Stored records
■ ■ ■ ■ ■ ■ ■

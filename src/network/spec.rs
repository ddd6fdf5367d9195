use std::fs::File;
use std::io::{BufReader, BufWriter};
use std::path::Path;

use rand::Rng;
use serde::{Deserialize, Serialize};

use crate::activation::activation::ActivationFunction;
use crate::error::Result;
use crate::layers::dense::Layer;
use crate::network::network::Network;
use crate::network::settings::NetworkSettings;

/// Describes one layer of a `NetworkSpec`.
///
/// Fields:
/// - `size`      : number of neurons in this layer
/// - `input_size`: output width of the previous layer, or the raw input
///   width for the first layer
/// - `activation`: shared activation; sigmoid when omitted
#[derive(Debug, Clone, PartialEq, Serialize, Deserialize)]
pub struct LayerSpec {
    pub size: usize,
    pub input_size: usize,
    #[serde(default)]
    pub activation: ActivationFunction,
}

/// Architecture and settings of a network, without weights.
///
/// `NetworkSpec` can be kept as a JSON file before any training happens and
/// turned into a randomly initialized [`Network`] with [`build`](Self::build).
#[derive(Debug, Clone, PartialEq, Serialize, Deserialize)]
pub struct NetworkSpec {
    /// Human-readable name used as the model file stem.
    pub name: String,
    /// Ordered list of layer descriptions (input → output).
    pub layers: Vec<LayerSpec>,
    #[serde(default)]
    pub settings: NetworkSettings,
}

impl NetworkSpec {
    /// A spec with sigmoid layers between consecutive `widths`.
    pub fn from_widths(name: &str, widths: &[usize]) -> NetworkSpec {
        let layers = widths
            .windows(2)
            .map(|pair| LayerSpec {
                size: pair[1],
                input_size: pair[0],
                activation: ActivationFunction::Sigmoid,
            })
            .collect();
        NetworkSpec { name: name.to_string(), layers, settings: NetworkSettings::default() }
    }

    /// Creates a network with random weights matching this spec.
    ///
    /// # Errors
    /// `EmptyNetwork` without layers, `InvalidWidth` for zero sizes and
    /// `ShapeMismatch` when consecutive layers do not chain.
    pub fn build<R: Rng + ?Sized>(&self, rng: &mut R) -> Result<Network> {
        let layers = self
            .layers
            .iter()
            .map(|l| Layer::new(l.input_size, l.size, Some(l.activation), rng))
            .collect::<Result<Vec<_>>>()?;
        let mut network = Network::from_layers(layers)?;
        network.settings = self.settings.clone();
        Ok(network)
    }

    /// Serializes the spec to a pretty-printed JSON file.
    pub fn save_json<P: AsRef<Path>>(&self, path: P) -> Result<()> {
        let writer = BufWriter::new(File::create(path)?);
        serde_json::to_writer_pretty(writer, self)?;
        Ok(())
    }

    /// Deserializes a `NetworkSpec` from a JSON file.
    pub fn load_json<P: AsRef<Path>>(path: P) -> Result<NetworkSpec> {
        let reader = BufReader::new(File::open(path)?);
        Ok(serde_json::from_reader(reader)?)
    }
}
pub mod network;
pub mod settings;
pub mod spec;

pub use network::{Evaluation, LayerSummary, Network};
pub use settings::{AutosaveSettings, NetworkSettings, OutputMode};
pub use spec::{LayerSpec, NetworkSpec};
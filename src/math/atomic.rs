use std::sync::atomic::{AtomicU64, Ordering};

/// An `f64` cell supporting lock-free read-modify-write from many threads.
///
/// Stored as raw bits in an `AtomicU64`; `fetch_add` retries a
/// compare-exchange until no concurrent writer intervened, so no addition is
/// ever lost.
#[derive(Debug, Default)]
pub struct AtomicF64(AtomicU64);

impl AtomicF64 {
    pub fn new(value: f64) -> AtomicF64 {
        AtomicF64(AtomicU64::new(value.to_bits()))
    }

    pub fn load(&self) -> f64 {
        f64::from_bits(self.0.load(Ordering::Acquire))
    }

    pub fn store(&self, value: f64) {
        self.0.store(value.to_bits(), Ordering::Release);
    }

    /// Adds `delta` and returns the previous value.
    pub fn fetch_add(&self, delta: f64) -> f64 {
        let mut current = self.0.load(Ordering::Relaxed);
        loop {
            let next = (f64::from_bits(current) + delta).to_bits();
            match self.0.compare_exchange_weak(current, next, Ordering::AcqRel, Ordering::Relaxed) {
                Ok(previous) => return f64::from_bits(previous),
                Err(actual) => current = actual,
            }
        }
    }

    /// Replaces the value with `0.0` and returns what was there.
    pub fn take(&mut self) -> f64 {
        f64::from_bits(std::mem::replace(self.0.get_mut(), 0.0f64.to_bits()))
    }
}

impl Clone for AtomicF64 {
    fn clone(&self) -> Self {
        AtomicF64::new(self.load())
    }
}
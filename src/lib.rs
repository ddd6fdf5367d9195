pub mod activation;
pub mod data;
pub mod error;
pub mod layers;
pub mod loss;
pub mod math;
pub mod network;
pub mod optim;
pub mod train;

// Convenience re-exports
pub use activation::activation::ActivationFunction;
pub use data::dataset::{Dataset, Sample};
pub use error::{Error, Result};
pub use layers::dense::Layer;
pub use math::summation::SummationMode;
pub use network::network::{Evaluation, Network};
pub use network::settings::{AutosaveSettings, NetworkSettings, OutputMode};
pub use network::spec::{LayerSpec, NetworkSpec};
pub use optim::settings::{AdamSettings, OptimizerMode, OptimizerSettings};
pub use train::evolve::{hill_climb, MutationConfig, MutationKind};
pub use train::loop_fn::{train_loop, TrainSummary};
pub use train::session::TrainingSession;
pub use train::train_config::TrainConfig;
pub use train::trainer::train_network;
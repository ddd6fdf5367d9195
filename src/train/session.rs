use rayon::prelude::*;
use rayon::ThreadPool;
use tracing::debug;

use crate::data::dataset::{Dataset, Sample};
use crate::error::Result;
use crate::layers::dense::Layer;
use crate::loss::squared::SquaredError;
use crate::math::summation::SummationMode;
use crate::network::network::{Evaluation, Network};
use crate::optim::state::{AdamClock, UpdateContext};

/// A network with optimizer state attached to every weight.
///
/// The state is created by [`Network::begin_training`] and released when the
/// session is dropped, leaving the network usable for inference. Gradients
/// accumulate across calls to [`accumulate`](Self::accumulate) until
/// [`apply_update`](Self::apply_update) consumes them.
pub struct TrainingSession<'n> {
    network: &'n mut Network,
    pool: ThreadPool,
    clock: AdamClock,
}

impl<'n> TrainingSession<'n> {
    pub(crate) fn begin(network: &'n mut Network) -> Result<TrainingSession<'n>> {
        network.validate()?;
        let pool = network.settings.thread_pool()?;
        let mode = network.settings.optimizer.mode;
        for layer in network.layers_mut() {
            layer.init_training(mode);
        }
        debug!(optimizer = ?mode, threads = pool.current_num_threads(), "training session started");
        Ok(TrainingSession { network, pool, clock: AdamClock::new() })
    }

    pub fn network(&self) -> &Network {
        &*self.network
    }

    /// Adam time step the next update will use.
    pub fn step_count(&self) -> u64 {
        self.clock.step()
    }

    /// Backpropagates every sample of `batch` in parallel, adding into the
    /// per-weight accumulators. Returns the batch's mean squared-error loss.
    pub fn accumulate(&self, batch: &[&Sample]) -> Result<f64> {
        for sample in batch {
            self.network.check_sample(sample)?;
        }
        if batch.is_empty() {
            return Ok(0.0);
        }
        let network: &Network = &*self.network;
        let mode = network.settings.summation;
        let losses: Vec<f64> = self.pool.install(|| {
            batch
                .par_iter()
                .map(|sample| backpropagate_sample(network.layers(), sample, mode))
                .collect()
        });
        Ok(losses.iter().sum::<f64>() / losses.len() as f64)
    }

    /// Moves every weight against its accumulated gradient, clears the
    /// accumulators and advances the Adam clock.
    pub fn apply_update(&mut self, learning_rate: f64) {
        let TrainingSession { network, pool, clock } = self;
        let settings = network.settings.optimizer;
        let ctx = UpdateContext { settings: &settings, step: clock.step() };
        let layers = network.layers_mut();
        pool.install(|| {
            layers
                .par_iter_mut()
                .for_each(|layer| layer.apply_update(learning_rate, ctx));
        });
        clock.advance(settings.adam.reset_after());
    }

    /// `accumulate` followed by `apply_update`.
    pub fn step(&mut self, batch: &[&Sample], learning_rate: f64) -> Result<f64> {
        let loss = self.accumulate(batch)?;
        self.apply_update(learning_rate);
        Ok(loss)
    }

    pub fn evaluate(&self, dataset: &Dataset) -> Result<Evaluation> {
        self.network.evaluate_in(&self.pool, dataset)
    }

    /// Ends the session, releasing optimizer state.
    pub fn finish(self) {}
}

impl Drop for TrainingSession<'_> {
    fn drop(&mut self) {
        for layer in self.network.layers_mut() {
            layer.release_training();
        }
        debug!(steps = self.clock.step(), "training session released");
    }
}

/// Forward pass keeping each layer's input, then the backward pass from the
/// squared-error signal at the output.
fn backpropagate_sample(layers: &[Layer], sample: &Sample, mode: SummationMode) -> f64 {
    let mut inputs: Vec<Vec<f64>> = Vec::with_capacity(layers.len());
    let mut current = sample.input().to_vec();
    for layer in layers {
        let next = layer.forward(&current, mode);
        inputs.push(current);
        current = next;
    }

    let loss = SquaredError::loss(&current, sample.target());
    let mut error = SquaredError::derivative(&current, sample.target());
    for (i, (layer, input)) in layers.iter().zip(&inputs).enumerate().rev() {
        if i == 0 {
            layer.accumulate_gradients(&error, input, mode);
        } else {
            layer.backpropagate(&mut error, input, mode);
        }
    }
    loss
}
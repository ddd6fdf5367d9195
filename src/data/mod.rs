pub mod dataset;

pub use dataset::{Dataset, Sample};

■ ■ ■ ■ ■ ■ ■

→ **WORK ORDER**:
Can you write out the lines above, from the first one through the one containing "use crate::network::network::Network;", exactly as they appear and nothing more?

→ **TASK RESULT**:
filename src/network/spec.rs
repository ddd6fdf5367d9195
use std::fs::File;
use std::io::{BufReader, BufWriter};
use std::path::Path;

use rand::Rng;
use serde::{Deserialize, Serialize};

use crate::activation::activation::ActivationFunction;
use crate::error::Result;
use crate::layers::dense::Layer;
use crate::network::network::Network;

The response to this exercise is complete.